= Basadi Seipone III =

Kgosi Basadi Seipone III is the traditional leader of the village Kang in the Kgalagadi District of Botswana. She ascended the throne after the death of her father, Kgosi Church Seipone II, who after a 38-year rule died in 2010. She was installed in 2014 after a prolonged chieftaincy dispute between the Seipone and Motaung families. Kgosi Basadi Seipone III is the second woman to be installed as a chief in Botswana.

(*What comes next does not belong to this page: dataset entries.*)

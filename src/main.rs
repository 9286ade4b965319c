//! `dotfiles` command-line entry point.

use std::io::IsTerminal as _;
use std::process::ExitCode;
use std::sync::Arc;

use clap::Parser;

use dotfiles_link::cli::Cli;
use dotfiles_link::commands;
use dotfiles_link::logging::{self, Log as _, Logger};

/// Name of the log file under the cache directory.
const LOG_NAME: &str = "link";

/// Exit status when stdout or stderr is not a terminal.
const EXIT_NOT_A_TERMINAL: u8 = 2;

/// Exit status after Ctrl-C (128 + SIGINT).
const EXIT_INTERRUPTED: i32 = 130;

fn main() -> ExitCode {
    let _ = enable_ansi_support::enable_ansi_support();
    let args = Cli::parse();

    // A refused run must not touch the previous run's log file.
    let interactive = std::io::stdout().is_terminal() && std::io::stderr().is_terminal();
    logging::init_subscriber(args.verbose, interactive.then_some(LOG_NAME));
    if !interactive {
        Logger::default().error("stdout and stderr must be attached to a terminal");
        return ExitCode::from(EXIT_NOT_A_TERMINAL);
    }
    let log = Arc::new(Logger::new(LOG_NAME));

    if let Err(e) = ctrlc::set_handler(|| {
        tracing::warn!("interrupted");
        std::process::exit(EXIT_INTERRUPTED);
    }) {
        log.warn(&format!("cannot install Ctrl-C handler: {e}"));
    }

    let version = option_env!("DOTFILES_VERSION").unwrap_or(env!("CARGO_PKG_VERSION"));
    log.debug(&format!("dotfiles {version}"));
    if let Some(path) = log.log_path() {
        log.debug(&format!("log file: {}", path.display()));
    }

    match commands::install::run(&args, log.clone()) {
        Ok(tally) if tally.has_errors() => ExitCode::FAILURE,
        Ok(_) => ExitCode::SUCCESS,
        Err(e) => {
            log.error(&format!("{e:#}"));
            ExitCode::FAILURE
        }
    }
}
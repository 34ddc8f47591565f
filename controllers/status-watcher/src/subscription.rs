//! Change subscription for one resource kind.
//!
//! Wraps a `kube_runtime::watcher` stream with a local cache and turns the
//! raw list/watch events into add/update/delete notifications:
//!
//! - the initial list seeds the cache; `has_synced` flips once it has been
//!   merged and its notifications delivered
//! - watch reconnects and relists are absorbed by the stream's backoff and
//!   by diffing the relist against the cache
//! - deltas carrying the resourceVersion already cached are dropped
//! - a periodic resync re-delivers every cached object as an update
//!
//! Notifications are dispatched sequentially from a single task, so the
//! handlers see the events of one object in order.

use futures::stream::BoxStream;
use futures::{StreamExt, TryStreamExt};
use kube::Api;
use kube::core::DynamicObject;
use kube_runtime::{WatchStreamExt, watcher};
use std::collections::HashMap;
use std::fmt;
use std::sync::Arc;
use std::time::Duration;
use tokio::sync::watch;
use tokio::time::{Instant, Interval, MissedTickBehavior};
use tracing::{debug, info, warn};

use crate::shutdown::Shutdown;

/// Error surfaced by the underlying change stream
pub type ChangeError = Box<dyn std::error::Error + Send + Sync>;

/// Raw list/watch events for one resource kind
pub type ChangeStream = BoxStream<'static, Result<watcher::Event<DynamicObject>, ChangeError>>;

/// Cache key of a watched object. The kind is fixed per subscription.
#[derive(Debug, Clone, PartialEq, Eq, Hash, PartialOrd, Ord)]
pub struct ObjectKey {
    /// Namespace, `None` for cluster-scoped objects
    pub namespace: Option<String>,
    /// Object name
    pub name: String,
}

impl ObjectKey {
    /// Key of `obj`, `None` when it has no name
    pub fn from_object(obj: &DynamicObject) -> Option<Self> {
        let name = obj.metadata.name.clone()?;
        Some(Self {
            namespace: obj.metadata.namespace.clone(),
            name,
        })
    }
}

impl fmt::Display for ObjectKey {
    fn fmt(&self, f: &mut fmt::Formatter<'_>) -> fmt::Result {
        match &self.namespace {
            Some(ns) => write!(f, "{}/{}", ns, self.name),
            None => write!(f, "{}", self.name),
        }
    }
}

/// Lifecycle of a subscription
#[derive(Debug, Clone, Copy, PartialEq, Eq)]
pub enum SubscriptionState {
    /// Built, not running yet
    Created,
    /// Initial list in progress
    Syncing,
    /// Initial list merged into the cache
    Synced,
    /// Delivering live deltas and resyncs
    Running,
    /// Terminated; never left
    Stopped,
}

/// A change delivered to the handlers
#[derive(Debug, Clone)]
pub enum Notification {
    /// Object entered the cache
    Add(DynamicObject),
    /// Object changed, or was re-delivered by a resync (`old` equals `new`)
    Update {
        /// Previously cached state
        old: DynamicObject,
        /// New state
        new: DynamicObject,
    },
    /// Object left the cache; carries its last known state
    Delete(DynamicObject),
}

/// Receives notifications from a subscription
#[async_trait::async_trait]
pub trait EventHandler: Send + Sync {
    /// Object added to the cache
    async fn on_add(&self, obj: &DynamicObject);
    /// Object updated, or re-delivered by a resync
    async fn on_update(&self, old: &DynamicObject, new: &DynamicObject);
    /// Object removed from the cache
    async fn on_delete(&self, obj: &DynamicObject);
}

/// Local view of the watched objects.
///
/// Applies raw watcher events and reports the notifications they imply.
/// Performs no I/O.
#[derive(Debug, Default)]
pub struct Store {
    objects: HashMap<ObjectKey, DynamicObject>,
    // Objects of a list in progress, in list order
    relist: Option<Vec<(ObjectKey, DynamicObject)>>,
}

impl Store {
    /// Number of cached objects
    pub fn len(&self) -> usize {
        self.objects.len()
    }

    /// True when nothing is cached
    pub fn is_empty(&self) -> bool {
        self.objects.is_empty()
    }

    /// Cached state of `key`
    pub fn get(&self, key: &ObjectKey) -> Option<&DynamicObject> {
        self.objects.get(key)
    }

    /// Applies one watcher event
    pub fn apply(&mut self, event: watcher::Event<DynamicObject>) -> Vec<Notification> {
        match event {
            watcher::Event::Init => {
                self.relist = Some(Vec::new());
                Vec::new()
            }
            watcher::Event::InitApply(obj) => {
                if let Some(key) = keyed(&obj) {
                    self.relist.get_or_insert_with(Vec::new).push((key, obj));
                }
                Vec::new()
            }
            watcher::Event::InitDone => {
                let listed = self.relist.take().unwrap_or_default();
                self.replace(listed)
            }
            watcher::Event::Apply(obj) => match keyed(&obj) {
                Some(key) => self.upsert(key, obj).into_iter().collect(),
                None => Vec::new(),
            },
            watcher::Event::Delete(obj) => match keyed(&obj) {
                Some(key) => match self.objects.remove(&key) {
                    Some(_) => vec![Notification::Delete(obj)],
                    None => {
                        debug!(object = %key, "ignoring delete of an object that was never cached");
                        Vec::new()
                    }
                },
                None => Vec::new(),
            },
        }
    }

    /// Every cached object as a synthetic update, ordered by key
    pub fn resync(&self) -> Vec<Notification> {
        let mut keys: Vec<&ObjectKey> = self.objects.keys().collect();
        keys.sort();
        keys.into_iter()
            .filter_map(|key| self.objects.get(key))
            .map(|obj| Notification::Update {
                old: obj.clone(),
                new: obj.clone(),
            })
            .collect()
    }

    fn upsert(&mut self, key: ObjectKey, obj: DynamicObject) -> Option<Notification> {
        match self.objects.get(&key) {
            None => {
                self.objects.insert(key, obj.clone());
                Some(Notification::Add(obj))
            }
            Some(cached) if same_version(cached, &obj) => None,
            Some(_) => {
                let old = self.objects.insert(key, obj.clone())?;
                Some(Notification::Update { old, new: obj })
            }
        }
    }

    // Adds and updates in list order, then deletes for objects the list no longer has
    fn replace(&mut self, listed: Vec<(ObjectKey, DynamicObject)>) -> Vec<Notification> {
        let mut notifications = Vec::new();
        let mut stale = std::mem::take(&mut self.objects);

        for (key, obj) in listed {
            match stale.remove(&key) {
                None => notifications.push(Notification::Add(obj.clone())),
                Some(cached) if same_version(&cached, &obj) => {}
                Some(cached) => notifications.push(Notification::Update {
                    old: cached,
                    new: obj.clone(),
                }),
            }
            self.objects.insert(key, obj);
        }

        let mut gone: Vec<(ObjectKey, DynamicObject)> = stale.into_iter().collect();
        gone.sort_by(|a, b| a.0.cmp(&b.0));
        notifications.extend(gone.into_iter().map(|(_, obj)| Notification::Delete(obj)));
        notifications
    }
}

fn keyed(obj: &DynamicObject) -> Option<ObjectKey> {
    let key = ObjectKey::from_object(obj);
    if key.is_none() {
        warn!("dropping watched object without a name");
    }
    key
}

fn same_version(a: &DynamicObject, b: &DynamicObject) -> bool {
    match (&a.metadata.resource_version, &b.metadata.resource_version) {
        (Some(a), Some(b)) => a == b,
        _ => false,
    }
}

/// Read side of a subscription, usable after it was moved into its task
#[derive(Debug, Clone)]
pub struct SubscriptionHandle {
    state: watch::Receiver<SubscriptionState>,
    synced: watch::Receiver<bool>,
}

impl SubscriptionHandle {
    /// True once the initial list has been merged and delivered
    pub fn has_synced(&self) -> bool {
        *self.synced.borrow()
    }

    /// Current lifecycle state
    pub fn state(&self) -> SubscriptionState {
        *self.state.borrow()
    }

    /// Blocks until the subscription has synced or `shutdown` fires.
    ///
    /// Returns false on shutdown, or when the subscription stopped without
    /// ever syncing.
    pub async fn wait_for_sync(&mut self, shutdown: &mut Shutdown) -> bool {
        if self.has_synced() {
            return true;
        }
        tokio::select! {
            biased;
            () = shutdown.wait() => false,
            synced = wait_synced(&mut self.synced) => synced,
        }
    }
}

async fn wait_synced(synced: &mut watch::Receiver<bool>) -> bool {
    synced.wait_for(|synced| *synced).await.is_ok()
}

/// Subscription to one resource kind
pub struct Subscription {
    stream: ChangeStream,
    resync_interval: Duration,
    handlers: Vec<Arc<dyn EventHandler>>,
    store: Store,
    state: watch::Sender<SubscriptionState>,
    synced: watch::Sender<bool>,
}

impl fmt::Debug for Subscription {
    fn fmt(&self, f: &mut fmt::Formatter<'_>) -> fmt::Result {
        f.debug_struct("Subscription")
            .field("resync_interval", &self.resync_interval)
            .field("handlers", &self.handlers.len())
            .field("cached", &self.store.len())
            .field("state", &*self.state.borrow())
            .finish_non_exhaustive()
    }
}

impl Subscription {
    /// Creates a subscription over an arbitrary change stream.
    ///
    /// A zero `resync_interval` disables resync.
    pub fn new(stream: ChangeStream, resync_interval: Duration) -> Self {
        let (state, _) = watch::channel(SubscriptionState::Created);
        let (synced, _) = watch::channel(false);
        Self {
            stream,
            resync_interval,
            handlers: Vec::new(),
            store: Store::default(),
            state,
            synced,
        }
    }

    /// Creates a subscription listing and watching `api`.
    ///
    /// Watch failures are retried with the watcher's default backoff and a
    /// relist follows whenever the watch cannot resume.
    pub fn for_api(api: Api<DynamicObject>, resync_interval: Duration) -> Self {
        let stream: ChangeStream = watcher(api, watcher::Config::default())
            .default_backoff()
            .map_err(ChangeError::from)
            .boxed();
        Self::new(stream, resync_interval)
    }

    /// Registers a handler; handlers run in registration order
    pub fn add_event_handler(&mut self, handler: Arc<dyn EventHandler>) {
        self.handlers.push(handler);
    }

    /// Read side for sync/state checks
    pub fn handle(&self) -> SubscriptionHandle {
        SubscriptionHandle {
            state: self.state.subscribe(),
            synced: self.synced.subscribe(),
        }
    }

    /// Runs until `shutdown` fires or the change stream ends.
    ///
    /// A handler invocation in progress when shutdown fires runs to
    /// completion; nothing new is dispatched afterwards.
    pub async fn run(mut self, mut shutdown: Shutdown) {
        self.set_state(SubscriptionState::Syncing);
        info!(resync_interval = ?self.resync_interval, "starting subscription");

        let mut resync = resync_timer(self.resync_interval);
        let mut synced = false;

        loop {
            tokio::select! {
                biased;
                () = shutdown.wait() => {
                    debug!("subscription observed shutdown");
                    break;
                }
                () = next_tick(&mut resync), if synced => {
                    let notifications = self.store.resync();
                    debug!(objects = notifications.len(), "resync");
                    dispatch(&self.handlers, notifications, &shutdown).await;
                }
                item = self.stream.next() => match item {
                    Some(Ok(event)) => {
                        let init_done = matches!(event, watcher::Event::InitDone);
                        let notifications = self.store.apply(event);
                        dispatch(&self.handlers, notifications, &shutdown).await;
                        if init_done && !synced && !shutdown.is_triggered() {
                            synced = true;
                            self.mark_synced();
                        }
                    }
                    Some(Err(err)) => {
                        warn!(error = %err, "watch error, retrying");
                    }
                    None => {
                        warn!("change stream ended");
                        break;
                    }
                },
            }
        }

        self.set_state(SubscriptionState::Stopped);
        info!(cached = self.store.len(), "subscription stopped");
    }

    fn mark_synced(&self) {
        self.set_state(SubscriptionState::Synced);
        self.synced.send_replace(true);
        info!(cached = self.store.len(), "cache synced");
        self.set_state(SubscriptionState::Running);
    }

    fn set_state(&self, state: SubscriptionState) {
        self.state.send_replace(state);
    }
}

// Borrows only the handlers across awaits: the change stream is not Sync
async fn dispatch(handlers: &[Arc<dyn EventHandler>], notifications: Vec<Notification>, shutdown: &Shutdown) {
    for notification in notifications {
        if shutdown.is_triggered() {
            debug!("shutdown observed, dropping undelivered notifications");
            return;
        }
        for handler in handlers {
            match &notification {
                Notification::Add(obj) => handler.on_add(obj).await,
                Notification::Update { old, new } => handler.on_update(old, new).await,
                Notification::Delete(obj) => handler.on_delete(obj).await,
            }
        }
    }
}

fn resync_timer(period: Duration) -> Option<Interval> {
    if period.is_zero() {
        return None;
    }
    let mut timer = tokio::time::interval_at(Instant::now() + period, period);
    timer.set_missed_tick_behavior(MissedTickBehavior::Delay);
    Some(timer)
}

async fn next_tick(timer: &mut Option<Interval>) {
    match timer {
        Some(timer) => {
            timer.tick().await;
        }
        None => std::future::pending().await,
    }
}

#[cfg(test)]
#[path = "subscription_test.rs"]
mod subscription_test;
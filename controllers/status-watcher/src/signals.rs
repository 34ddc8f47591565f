//! OS signal handling.
//!
//! The first termination signal triggers the shutdown broadcast. Signals
//! that cannot be registered are logged and skipped; failing to register
//! any signal at all is an error.

use crate::error::ControllerError;
use crate::shutdown::{self, Shutdown};
use tracing::{debug, warn};

#[cfg(unix)]
const TERMINATION_SIGNALS: &[(libc::c_int, &str)] = &[
    (libc::SIGINT, "SIGINT"),
    (libc::SIGTERM, "SIGTERM"),
    (libc::SIGSEGV, "SIGSEGV"),
    (libc::SIGABRT, "SIGABRT"),
    (libc::SIGILL, "SIGILL"),
    (libc::SIGFPE, "SIGFPE"),
];

/// Registers the termination signals and returns the shutdown they trigger.
///
/// Must be called from within the tokio runtime.
#[cfg(unix)]
pub fn install() -> Result<Shutdown, ControllerError> {
    use futures::future::FutureExt;
    use tokio::signal::unix::{SignalKind, signal};

    let mut waiting = Vec::new();
    for &(raw, name) in TERMINATION_SIGNALS {
        match signal(SignalKind::from_raw(raw)) {
            Ok(mut stream) => {
                debug!("{} handler registered", name);
                waiting.push(
                    async move {
                        stream.recv().await;
                        name
                    }
                    .boxed(),
                );
            }
            // Synchronous fault signals are refused by the runtime
            Err(e) => warn!("Failed to register {} handler: {}", name, e),
        }
    }

    if waiting.is_empty() {
        return Err(ControllerError::Signal("no termination signal could be registered".to_string()));
    }

    Ok(trigger_on_first(waiting))
}

/// Triggers shutdown once the first of `waiting` resolves with its signal name
#[cfg(unix)]
fn trigger_on_first(waiting: Vec<futures::future::BoxFuture<'static, &'static str>>) -> Shutdown {
    let (trigger, shutdown) = shutdown::channel();
    tokio::spawn(async move {
        let (name, _, _) = futures::future::select_all(waiting).await;
        warn!("Signal ({}) detected, shutting down", name);
        trigger.trigger();
    });
    shutdown
}

/// Registers Ctrl-C and returns the shutdown it triggers.
#[cfg(not(unix))]
pub fn install() -> Result<Shutdown, ControllerError> {
    let (trigger, shutdown) = shutdown::channel();
    tokio::spawn(async move {
        match tokio::signal::ctrl_c().await {
            Ok(()) => warn!("Signal (Ctrl-C) detected, shutting down"),
            Err(e) => warn!("Failed to listen for Ctrl-C ({}), shutting down", e),
        }
        trigger.trigger();
    });
    debug!("Ctrl-C handler registered");
    Ok(shutdown)
}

Kgosi Basadi Seipone III is one of the several women traditional leaders whose leadership is being studied under a University of Ghana project titled "Women and Political Participation in Africa: A Comparative Study of Representation and Role of Female Chiefs", which is funded by the Andrew W. Mellon Foundation. In this project, a mixed-methods approach is adopted to comparatively study women's representation in the institution of chieftaincy and their influence on women's rights and wellbeing in Botswana, Ghana, Liberia, and South Africa. Lead researchers on the project, Peace A. Medie, Adriana A. E Biney, Amanda Coffie and Cori Wielenga, have also published an opinion piece titled "Women traditional leaders could help make sure the pandemic message is heard" in The Conversation news, which discusses how women traditional leaders can educate their subjects on COVID-19.